Task statement: Using the data below, show every line where the word "analysis" occurs.

Data supplied:
//! Server-rendered HTML pages. Every user-supplied string goes through `html_escape`.

use std::fmt::Write as _;

use html_escape::{encode_double_quoted_attribute as attr, encode_text as text};

use crate::chat::Sender;
use crate::chat_service::ChatSnapshot;
use crate::explain::Explanation;
use crate::history::Review;
use crate::sentiment::Sentiment;

const TITLE: &str = "Product Review Sentiment Analyzer";

fn layout(page_title: &str, active: &str, body: &str) -> String {
    let nav = [("/", "Analyzer"), ("/chatbot", "Support chat"), ("/lime-analysis", "Explain")]
        .iter()
        .map(|(href, label)| {
            let class = if *href == active { " class=\"active\"" } else { "" };
            format!("<a href=\"{href}\"{class}>{label}</a>")
        })
        .collect::<Vec<_>>()
        .join("\n        ");

    format!(
        r#"<!DOCTYPE html>
<html lang="en">
<head>
    <meta charset="utf-8">
    <meta name="viewport" content="width=device-width, initial-scale=1">
    <title>{page_title} · {TITLE}</title>
    <link rel="stylesheet" href="/static/style.css">
</head>
<body>
    <nav>
        {nav}
    </nav>
    <main>
{body}
    </main>
</body>
</html>
"#
    )
}

fn sentiment_class(s: Sentiment) -> &'static str {
    match s {
        Sentiment::Negative => "negative",
        Sentiment::Neutral => "neutral",
        Sentiment::Positive => "positive",
    }
}

fn text_form(action: &str, placeholder: &str, button: &str, value: &str, hidden: &str) -> String {
    format!(
        r#"<form method="post" action="{action}">
    {hidden}<textarea name="text" rows="4" placeholder="{placeholder}" required>{value}</textarea>
    <button type="submit">{button}</button>
</form>"#,
        value = text(value),
    )
}

/// Home page: review form, latest prediction (if any) and the recent-review log.
pub fn home(reviews: &[Review], latest: Option<&Review>) -> String {
    let mut body = String::new();
    body.push_str("<h1>Product Review Sentiment Analyzer</h1>\n");
    body.push_str(&text_form(
        "/predict",
        "Paste a product review…",
        "Analyze",
        "",
        "",
    ));

    if let Some(r) = latest {
        let _ = write!(
            body,
            r#"
<section class="prediction {cls}">
    <h2>Prediction</h2>
    <p class="review-text">{txt}</p>
    <p><strong>{label}</strong> · confidence {conf}</p>
</section>"#,
            cls = sentiment_class(r.sentiment),
            txt = text(&r.text),
            label = r.sentiment,
            conf = r.confidence_pct(),
        );
    }

    body.push_str("\n<section class=\"recent\">\n    <h2>Recent reviews</h2>\n");
    if reviews.is_empty() {
        body.push_str("    <p class=\"empty\">No reviews analyzed yet.</p>\n");
    } else {
        body.push_str("    <ol>\n");
        for r in reviews {
            let _ = writeln!(
                body,
                r#"        <li class="{cls}"><span class="review-text">{txt}</span> <span class="badge">{label} ({conf})</span></li>"#,
                cls = sentiment_class(r.sentiment),
                txt = text(&r.text),
                label = r.sentiment,
                conf = r.confidence_pct(),
            );
        }
        body.push_str("    </ol>\n");
    }
    body.push_str("</section>");

    layout("Analyzer", "/", &body)
}

/// Chat page: full turn log, escalation banner, and the input form unless escalated.
pub fn chatbot(snapshot: &ChatSnapshot) -> String {
    let mut body = String::new();
    body.push_str("<h1>Support chat</h1>\n");

    if snapshot.state.escalated {
        body.push_str(
            "<div class=\"banner escalated\">This conversation has been handed to a human agent. Type <code>reset</code> to start a new chat.</div>\n",
        );
    }

    body.push_str("<ul class=\"chat-log\">\n");
    for turn in &snapshot.turns {
        let who = match turn.sender {
            Sender::User => "user",
            Sender::Bot => "bot",
        };
        let status = turn
            .status
            .as_deref()
            .map(|s| format!(" <span class=\"status\">{}</span>", text(s)))
            .unwrap_or_default();
        let _ = writeln!(
            body,
            r#"    <li class="turn {who}"><span class="message">{msg}</span>{status}</li>"#,
            msg = text(&turn.message),
        );
    }
    body.push_str("</ul>\n");

    let hidden = format!(
        r#"<input type="hidden" name="session" value="{}">
    "#,
        attr(&snapshot.session)
    );
    let placeholder = if snapshot.state.escalated {
        "Type reset to start over"
    } else {
        "Ask about shipping, returns, warranty…"
    };
    body.push_str(&text_form("/chatbot", placeholder, "Send", "", &hidden));

    layout("Support chat", "/chatbot", &body)
}

/// Explanation page. `result` is `None` on the initial GET.
pub fn lime(input: &str, result: Option<&Explanation>) -> String {
    let mut body = String::new();
    body.push_str("<h1>Why this sentiment?</h1>\n");
    body.push_str(&text_form(
        "/lime-analysis",
        "Text to explain…",
        "Explain",
        input,
        "",
    ));

    if let Some(e) = result {
        let p = &e.prediction;
        let _ = write!(
            body,
            r#"
<section class="prediction {cls}">
    <h2>{label} ({conf:.2}%)</h2>
    <table class="probabilities">
"#,
            cls = sentiment_class(p.sentiment),
            label = p.sentiment,
            conf = p.confidence * 100.0,
        );
        for s in Sentiment::ALL {
            let pct = p.probability_of(s) * 100.0;
            let _ = writeln!(
                body,
                r#"        <tr><th>{s}</th><td><div class="bar {cls}" style="width: {pct:.1}%"></div></td><td>{pct:.2}%</td></tr>"#,
                cls = sentiment_class(s),
            );
        }
        body.push_str("    </table>\n");

        if e.words.is_empty() {
            body.push_str("    <p class=\"empty\">No words to explain.</p>\n");
        } else {
            let _ = writeln!(
                body,
                "    <table class=\"weights\">\n        <tr><th>Word</th><th>Weight toward {}</th></tr>",
                p.sentiment
            );
            for w in &e.words {
                let dir = if w.weight >= 0.0 { "supports" } else { "opposes" };
                let _ = writeln!(
                    body,
                    r#"        <tr class="{dir}"><td>{word}</td><td>{weight:+.4}</td></tr>"#,
                    word = text(&w.word),
                    weight = w.weight,
                );
            }
            body.push_str("    </table>\n");
        }
        body.push_str("</section>");
    }

    layout("Explain", "/lime-analysis", &body)
}

pub fn error_page(status: u16, message: &str) -> String {
    let body = format!(
        "<h1>Something went wrong ({status})</h1>\n<p class=\"error\">{}</p>\n<p><a href=\"/\">Back</a></p>",
        text(message)
    );
    layout("Error", "", &body)
}
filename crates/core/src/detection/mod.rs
pub mod domain;
pub mod infrastructure;
pub mod mask_session;
pub mod session_state;
pub mod session_store;
use std::sync::{Mutex, MutexGuard, PoisonError};

use thiserror::Error;

use crate::session::session_state::{SessionEvent, SessionState};

/// Why a capture-detect cycle was refused before it began.
#[derive(Error, Debug, Clone, Copy, PartialEq, Eq)]
pub enum ProcessingRejected {
    #[error("Please start the camera first")]
    NotStreaming,
    #[error("A detection is already in progress")]
    Busy,
}

/// Thread-safe holder of the [`SessionState`].
///
/// Mutation goes through [`SessionEvent`]s only, and only from inside the
/// crate, so `streaming` can be set by nobody but the camera session.
#[derive(Debug, Default)]
pub struct SessionStore {
    state: Mutex<SessionState>,
}

impl SessionStore {
    pub fn new() -> Self {
        Self::default()
    }

    pub fn snapshot(&self) -> SessionState {
        self.lock().clone()
    }

    pub fn is_streaming(&self) -> bool {
        self.lock().streaming
    }

    pub fn is_processing(&self) -> bool {
        self.lock().processing
    }

    pub fn is_current_stream(&self, epoch: u64) -> bool {
        self.lock().is_current_stream(epoch)
    }

    /// Applies `event` and returns the resulting state.
    pub(crate) fn dispatch(&self, event: SessionEvent) -> SessionState {
        let mut guard = self.lock();
        let current = std::mem::take(&mut *guard);
        *guard = current.apply(event);
        guard.clone()
    }

    /// Checks the preconditions and sets `processing` in one critical section.
    pub(crate) fn begin_processing(
        &self,
        require_streaming: bool,
    ) -> Result<ProcessingGuard<'_>, ProcessingRejected> {
        let mut guard = self.lock();
        if require_streaming && !guard.streaming {
            return Err(ProcessingRejected::NotStreaming);
        }
        if guard.processing {
            return Err(ProcessingRejected::Busy);
        }
        let epoch = guard.stream_epoch;
        let current = std::mem::take(&mut *guard);
        *guard = current.apply(SessionEvent::ProcessingStarted);
        Ok(ProcessingGuard { store: self, epoch })
    }

    fn lock(&self) -> MutexGuard<'_, SessionState> {
        self.state.lock().unwrap_or_else(PoisonError::into_inner)
    }
}

/// Clears `processing` when dropped, whichever way the cycle ended.
pub(crate) struct ProcessingGuard<'a> {
    store: &'a SessionStore,
    epoch: u64,
}

impl ProcessingGuard<'_> {
    /// The stream attached when processing began.
    pub(crate) fn epoch(&self) -> u64 {
        self.epoch
    }
}

impl Drop for ProcessingGuard<'_> {
    fn drop(&mut self) {
        self.store.dispatch(SessionEvent::ProcessingFinished);
    }
}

Problem solution:
    let nav = [("/", "Analyzer"), ("/chatbot", "Support chat"), ("/lime-analysis", "Explain")]
        "/lime-analysis",
    layout("Explain", "/lime-analysis", &body)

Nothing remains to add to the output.